Let's Get This Potty Started

Now that your child is physically and emotionally ready - and you are, too - it's time to get the ​potty started!

This process will take time - from weeks to months - and there will be accidents along the way. So be patient... and stay positive! Remember, you are teaching a new skill, one your child has yet to acquire. As the "teacher," you must be encouraging. When accidents happen - and they will - keep your disappointment in check. Try to maintain a neutral or even positive demeanor. Don't raise your voice or yell. You don't want to add any more stress to the situation or have your child lose interest or become fearful.

When training starts, there are three things to always remember. They're not hard to forget, as they all start with "P":

  • Pampers and Pull-ups
    To avoid lengthening the training process and undermining the whole effort, your child must go "cold turkey" on Pampers and Pull-Ups (except at bedtime). The reason for the cold-turkey approach is simple: Pampers and Pull-Ups are essentially wearable toilets, and your child won't see much need for using the one in your home when he can much more easily use the one he's wearing.
  • Prompting (Tell, don't ask)
    You will need to prompt your child to go to the bathroom and sit for a few minutes multiple times a day. Tell, don't ask. Asking a young child if she has to go to the bathroom is unproductive. So instead of asking, just say it's time to go and then escort your child and have her sit.
  • Praise
    Every time your child does any toileting behavior correctly - pulls down his pants, sits on the potty, wipes or whatever - praise him. Your smiles, hugs and congratulatory comments will reinforce his success. You can take praise a step further by using small rewards. Wrap little items - stickers, tiny toys, beads, gum, etc. - in tinfoil and put them in a jar or special dispenser near the bathroom. When your child achieves a success at any level, let him grab a prize from the jar.
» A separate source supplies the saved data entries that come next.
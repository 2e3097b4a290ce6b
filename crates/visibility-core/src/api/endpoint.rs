//! Endpoint Paths

use percent_encoding::{percent_decode_str, utf8_percent_encode, AsciiSet, CONTROLS};

use crate::model::QueryId;

/// Characters escaped inside a single path segment
const PATH_SEGMENT: &AsciiSet = &CONTROLS
    .add(b' ')
    .add(b'"')
    .add(b'#')
    .add(b'%')
    .add(b'/')
    .add(b'<')
    .add(b'>')
    .add(b'?')
    .add(b'`')
    .add(b'{')
    .add(b'}');

pub fn encode_segment(segment: &str) -> String {
    utf8_percent_encode(segment, PATH_SEGMENT).to_string()
}

pub fn decode_segment(segment: &str) -> String {
    percent_decode_str(segment).decode_utf8_lossy().into_owned()
}

#[derive(Debug, Clone, Copy, PartialEq, Eq)]
pub enum Widget {
    ChartData,
    Ranking,
    TopPrompts,
}

impl Widget {
    pub const ALL: [Widget; 3] = [Widget::ChartData, Widget::Ranking, Widget::TopPrompts];

    pub fn title(&self) -> &'static str {
        match self {
            Widget::ChartData => "Visibility over time",
            Widget::Ranking => "Ranking",
            Widget::TopPrompts => "Top prompts",
        }
    }
}

#[derive(Debug, Clone, Copy, PartialEq, Eq)]
pub enum Endpoint<'a> {
    Stats,
    Queries,
    Query(&'a QueryId),
    TrackQuery(&'a QueryId),
    TrackAll,
    Results(&'a QueryId),
    Models,
    Widget(Widget),
}

impl Endpoint<'_> {
    pub fn path(&self) -> String {
        match self {
            Endpoint::Stats => "/api/stats".to_string(),
            Endpoint::Queries => "/api/queries".to_string(),
            Endpoint::Query(id) => format!("/api/queries/{}", encode_segment(id.as_str())),
            Endpoint::TrackQuery(id) => format!("/api/queries/{}/track", encode_segment(id.as_str())),
            Endpoint::TrackAll => "/api/track-all".to_string(),
            Endpoint::Results(id) => format!("/api/queries/{}/results", encode_segment(id.as_str())),
            Endpoint::Models => "/api/models".to_string(),
            Endpoint::Widget(Widget::ChartData) => "/api/chart-data".to_string(),
            Endpoint::Widget(Widget::Ranking) => "/api/ranking".to_string(),
            Endpoint::Widget(Widget::TopPrompts) => "/api/top-prompts".to_string(),
        }
    }
}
Praise and rewards make the training experience fulfilling and make it more likely the positive toilet behaviors will be repeated.

Teaching Activity

Prime the Pump

You want your child to have lots of opportunities to practice on the potty chair, so increasing fluids is helpful. Provide extra water or more of a favorite beverage. Just know, however, this can mean more "spills." Still, having multiple opportunities to reinforce your child's successes certainly increases the likelihood that you'll reach your goal more quickly.

During the training phase, a good strategy is to put your child on the potty chair every hour or so. If he wets himself in between trips to the bathroom, make the visits more frequent. If he's able to stay dry for two or three hours, the visits can be less frequent. Taking your child to the potty chair ten or twenty minutes after eating also gives him a greater opportunity to have a successful experience.

Social Skills

Managing Stress

This week's social skill is for you, not your child. Potty training can be just as stressful on you as it can be on your little trainee. By managing your stress level, you can keep any anger, disappointment or frustration you feel from bubbling over and negatively affecting your child.

To manage your stress, follow these five steps:

    • Identify - situations and/or circumstances that produce stress (accidents, messes in the bathroom, your child's refusal to stay on the potty chair, etc.).
    • Learn - your body's responses to stressful situations (heavy breathing, feeling flushed, tensing muscles, etc.).
    • Use relaxation cues - (imagine yourself on a tropical beach, take deep breaths or count to ten) to overcome stress responses.
    • Generalize - these relaxation cues to the situations that tend to cause stress.
    • Reward - yourself for using stress-management techniques.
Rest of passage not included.